Here is a summary of the positions taken by the panelists:
( All quoted from the seed. )
For The Motion
- The framers of the Constitution put a system in place to address an ineffective or failed Congress. By circumventing Congress, an Article V convention would empower states to address issues national legislators will not.
- In an era of unprecedented expansion of federal government through executive orders and wide-reaching Supreme Court decisions, an Article V convention would allow states to propose and ratify amendments that limit federal overreach.
- The threat of a “runaway” convention is unsubstantiated. Because 38 states would be required to ratify any proposed amendment, any changes to the Constitution would reflect the will of the majority of Americans.
Against The Motion
- Article V gives us very little guidance on how a convention would actually work.
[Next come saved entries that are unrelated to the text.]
use std::path::{Path, PathBuf};
use std::process;
use std::sync::Arc;
use std::time::Duration;

use clap::{Args, Parser, Subcommand, ValueEnum};

use locus_core::identity::domain::identity_repository::IdentityRepository;
use locus_core::identity::infrastructure::json_identity_repository::JsonIdentityRepository;
use locus_core::pipeline::annotate_video_use_case::AnnotateVideoUseCase;
use locus_core::pipeline::cluster_executor::{ClusterExecutor, SequentialClusterExecutor};
use locus_core::pipeline::cluster_settings_use_case::ClusterSettingsUseCase;
use locus_core::pipeline::infrastructure::threaded_cluster_executor::ThreadedClusterExecutor;
use locus_core::pipeline::pipeline_logger::StdoutPipelineLogger;
use locus_core::pipeline::resolve_identities_use_case::ResolveIdentitiesUseCase;
use locus_core::setting::domain::setting_clusterer::SettingClusterer;
use locus_core::setting::domain::setting_oracle::SettingOracle;
use locus_core::setting::infrastructure::cached_setting_oracle::CachedSettingOracle;
use locus_core::setting::infrastructure::fixed_setting_oracle::FixedSettingOracle;
use locus_core::setting::infrastructure::openai_setting_oracle::{
    OpenAiOracleConfig, OpenAiSettingOracle,
};
use locus_core::shared::constants::{
    DEFAULT_MATCH_THRESHOLD, DEFAULT_ORACLE_BASE_URL, DEFAULT_ORACLE_MODEL,
    DEFAULT_ORACLE_TIMEOUT_SECS,
};
use locus_core::video::infrastructure::image_file_loader::ImageFileLoader;
use locus_core::video::infrastructure::json_manifest_reader::JsonManifestReader;
use locus_core::video::infrastructure::json_manifest_writer::JsonManifestWriter;

/// Person identity and setting annotation for sampled video frames.
#[derive(Parser)]
#[command(name = "locus", version)]
struct Cli {
    #[command(subcommand)]
    command: Command,
}

#[derive(Subcommand)]
enum Command {
    /// Assign person, setting and global setting IDs to a frame manifest.
    Annotate(AnnotateArgs),
    /// Show what the identity store currently holds.
    Identities {
        /// Identity store file (defaults to the platform data directory).
        #[arg(long)]
        identity_db: Option<PathBuf>,
    },
}

#[derive(Clone, Copy, Debug, PartialEq, Eq, ValueEnum)]
enum OracleKind {
    /// OpenAI-compatible multimodal chat completions.
    Openai,
    /// Every comparison answers "same setting" (offline dry run).
    AlwaysSame,
    /// Every comparison answers "different setting" (offline dry run).
    NeverSame,
}

#[derive(Args)]
struct AnnotateArgs {
    /// Input manifest (JSON with scenes, frames and face embeddings).
    manifest: PathBuf,

    /// Output path for the annotated manifest.
    output: PathBuf,

    /// Identity store file (defaults to the platform data directory).
    #[arg(long)]
    identity_db: Option<PathBuf>,

    /// Minimum cosine similarity for two faces to be the same person (-1.0 to 1.0).
    #[arg(long, default_value_t = DEFAULT_MATCH_THRESHOLD)]
    threshold: f32,

    /// Worker threads for per-person setting clustering.
    #[arg(long, default_value = "4")]
    workers: usize,

    /// Same-setting oracle backend.
    #[arg(long, value_enum, default_value = "openai")]
    oracle: OracleKind,

    /// Model name sent to the oracle endpoint.
    #[arg(long, default_value = DEFAULT_ORACLE_MODEL)]
    model: String,

    /// Base URL of the OpenAI-compatible API.
    #[arg(long, default_value = DEFAULT_ORACLE_BASE_URL)]
    base_url: String,

    /// Timeout for a single oracle call, in seconds.
    #[arg(long, default_value_t = DEFAULT_ORACLE_TIMEOUT_SECS)]
    timeout_secs: u64,

    /// Stop scanning a person's history after this many comparisons per frame.
    #[arg(long)]
    max_comparisons: Option<usize>,

    /// Log progress every N frames.
    #[arg(long, default_value = "25")]
    progress_every: usize,

    /// API key for the oracle endpoint.
    #[arg(long, env = "OPENAI_API_KEY", hide_env_values = true)]
    api_key: Option<String>,
}

fn main() {
    env_logger::init();

    if let Err(e) = run() {
        eprintln!("Error: {e}");
        process::exit(1);
    }
}

fn run() -> Result<(), Box<dyn std::error::Error>> {
    match Cli::parse().command {
        Command::Annotate(args) => {
            validate(&args)?;
            run_annotate(args)
        }
        Command::Identities { identity_db } => run_identities(identity_db),
    }
}

fn run_annotate(args: AnnotateArgs) -> Result<(), Box<dyn std::error::Error>> {
    let store_path = resolve_store_path(args.identity_db.clone())?;
    log::info!("Identity store: {}", store_path.display());

    let oracle = build_oracle(&args)?;
    let shared: Arc<dyn SettingOracle> = oracle.clone();
    let clusterer = SettingClusterer::new(shared, args.max_comparisons);
    let executor: Box<dyn ClusterExecutor> = if args.workers > 1 {
        Box::new(ThreadedClusterExecutor::new(args.workers))
    } else {
        Box::new(SequentialClusterExecutor)
    };

    let mut use_case = AnnotateVideoUseCase::new(
        Box::new(JsonIdentityRepository::new(store_path)),
        ResolveIdentitiesUseCase::new(Box::new(ImageFileLoader::new()), args.threshold),
        ClusterSettingsUseCase::new(clusterer, executor),
        Box::new(StdoutPipelineLogger::new(args.progress_every)),
    );
    let report = use_case.execute(
        &JsonManifestReader::new(),
        &JsonManifestWriter::new(),
        &args.manifest,
        &args.output,
    )?;

    log::info!("{report}");
    if oracle.hits() > 0 {
        log::info!("Oracle cache answered {} repeated comparisons", oracle.hits());
    }
    log::info!("Output written to {}", args.output.display());
    Ok(())
}

fn run_identities(identity_db: Option<PathBuf>) -> Result<(), Box<dyn std::error::Error>> {
    let repository = JsonIdentityRepository::new(resolve_store_path(identity_db)?);
    let store = repository.load()?;

    println!("Identity store: {}", repository.path().display());
    println!("Known people:   {}", store.len());
    println!("Next id:        {}", store.next_id());
    match store.dim() {
        Some(dim) => println!("Embedding dim:  {dim}"),
        None => println!("Embedding dim:  -"),
    }
    Ok(())
}

fn build_oracle(args: &AnnotateArgs) -> Result<Arc<CachedSettingOracle>, Box<dyn std::error::Error>> {
    let inner: Box<dyn SettingOracle> = match args.oracle {
        OracleKind::Openai => {
            let config = OpenAiOracleConfig {
                api_key: args.api_key.clone().unwrap_or_default(),
                base_url: args.base_url.clone(),
                model: args.model.clone(),
                timeout: Duration::from_secs(args.timeout_secs),
            };
            log::info!("Setting oracle: {} at {}", config.model, config.base_url);
            Box::new(OpenAiSettingOracle::new(config, Box::new(ImageFileLoader::new()))?)
        }
        OracleKind::AlwaysSame => Box::new(FixedSettingOracle::new(true)),
        OracleKind::NeverSame => Box::new(FixedSettingOracle::new(false)),
    };
    Ok(Arc::new(CachedSettingOracle::new(inner)))
}

fn resolve_store_path(explicit: Option<PathBuf>) -> Result<PathBuf, Box<dyn std::error::Error>> {
    match explicit {
        Some(path) => Ok(path),
        None => JsonIdentityRepository::default_path()
            .ok_or_else(|| "Could not determine a data directory; pass --identity-db".into()),
    }
}

fn validate(args: &AnnotateArgs) -> Result<(), Box<dyn std::error::Error>> {
    if !args.manifest.exists() {
        return Err(format!("Manifest not found: {}", args.manifest.display()).into());
    }
    if !(-1.0..=1.0).contains(&args.threshold) {
        return Err(format!(
            "Threshold must be between -1.0 and 1.0, got {}",
            args.threshold
        )
        .into());
    }
    if args.workers == 0 {
        return Err("Workers must be at least 1".into());
    }
    if args.timeout_secs == 0 {
        return Err("Timeout must be greater than 0 seconds".into());
    }
    if args.max_comparisons == Some(0) {
        return Err("Max comparisons must be at least 1 when set".into());
    }
    if same_path(&args.manifest, &args.output) {
        return Err("Output must not overwrite the input manifest".into());
    }
    if args.oracle == OracleKind::Openai
        && args.api_key.as_deref().map_or(true, |k| k.trim().is_empty())
    {
        return Err(
            "An API key is required for --oracle openai (set OPENAI_API_KEY or pass --api-key)"
                .into(),
        );
    }
    Ok(())
}

fn same_path(a: &Path, b: &Path) -> bool {
    match (a.canonicalize(), b.canonicalize()) {
        (Ok(a), Ok(b)) => a == b,
        _ => a == b,
    }
}

#[cfg(test)]
mod tests {
    use super::*;

    fn manifest() -> String {
        concat!(env!("CARGO_MANIFEST_DIR"), "/Cargo.toml").to_string()
    }

    fn annotate_args(extra: &[&str]) -> AnnotateArgs {
        let manifest = manifest();
        let mut argv = vec!["locus", "annotate", manifest.as_str(), "/tmp/locus-out.json"];
        argv.extend_from_slice(extra);
        match Cli::try_parse_from(argv).unwrap().command {
            Command::Annotate(args) => args,
            Command::Identities { .. } => panic!("expected annotate"),
        }
    }

    #[test]
    fn test_defaults() {
        let args = annotate_args(&["--oracle", "always-same"]);
        assert_eq!(args.threshold, DEFAULT_MATCH_THRESHOLD);
        assert_eq!(args.workers, 4);
        assert_eq!(args.timeout_secs, DEFAULT_ORACLE_TIMEOUT_SECS);
        assert_eq!(args.max_comparisons, None);
        assert!(validate(&args).is_ok());
    }

    #[test]
    fn test_rejects_out_of_range_threshold() {
        let args = annotate_args(&["--oracle", "never-same", "--threshold", "1.5"]);
        assert!(validate(&args).is_err());
    }

    #[test]
    fn test_rejects_zero_workers() {
        let args = annotate_args(&["--oracle", "never-same", "--workers", "0"]);
        assert!(validate(&args).is_err());
    }

    #[test]
    fn test_openai_requires_api_key() {
        let mut args = annotate_args(&["--oracle", "openai"]);
        args.api_key = None;
        assert!(validate(&args).is_err());
        args.api_key = Some("sk-test".into());
        assert!(validate(&args).is_ok());
    }

    #[test]
    fn test_rejects_missing_manifest() {
        let mut args = annotate_args(&["--oracle", "always-same"]);
        args.manifest = PathBuf::from("/definitely/not/here.json");
        assert!(validate(&args).is_err());
    }

    #[test]
    fn test_rejects_output_over_input() {
        let mut args = annotate_args(&["--oracle", "always-same"]);
        args.output = args.manifest.clone();
        assert!(validate(&args).is_err());
    }
}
With such an ill-defined process, whatever the end-result, the legitimacy of the Constitution will be called into question.
- A convention to amend the Constitution would give special interest groups unprecedented opportunity to lobby delegates for their causes, allowing wealthy donors and corporations direct access to the amendment process.
- Opponents say the only precedent we have to work with is the convention of 1787--which scrapped the Articles of Confederation. With no way to enforce limits on the proceedings, sweeping changes could be made. Are we ready to imperil fundamentals of the Constitution, particularly in our current and deeply partisan political climate?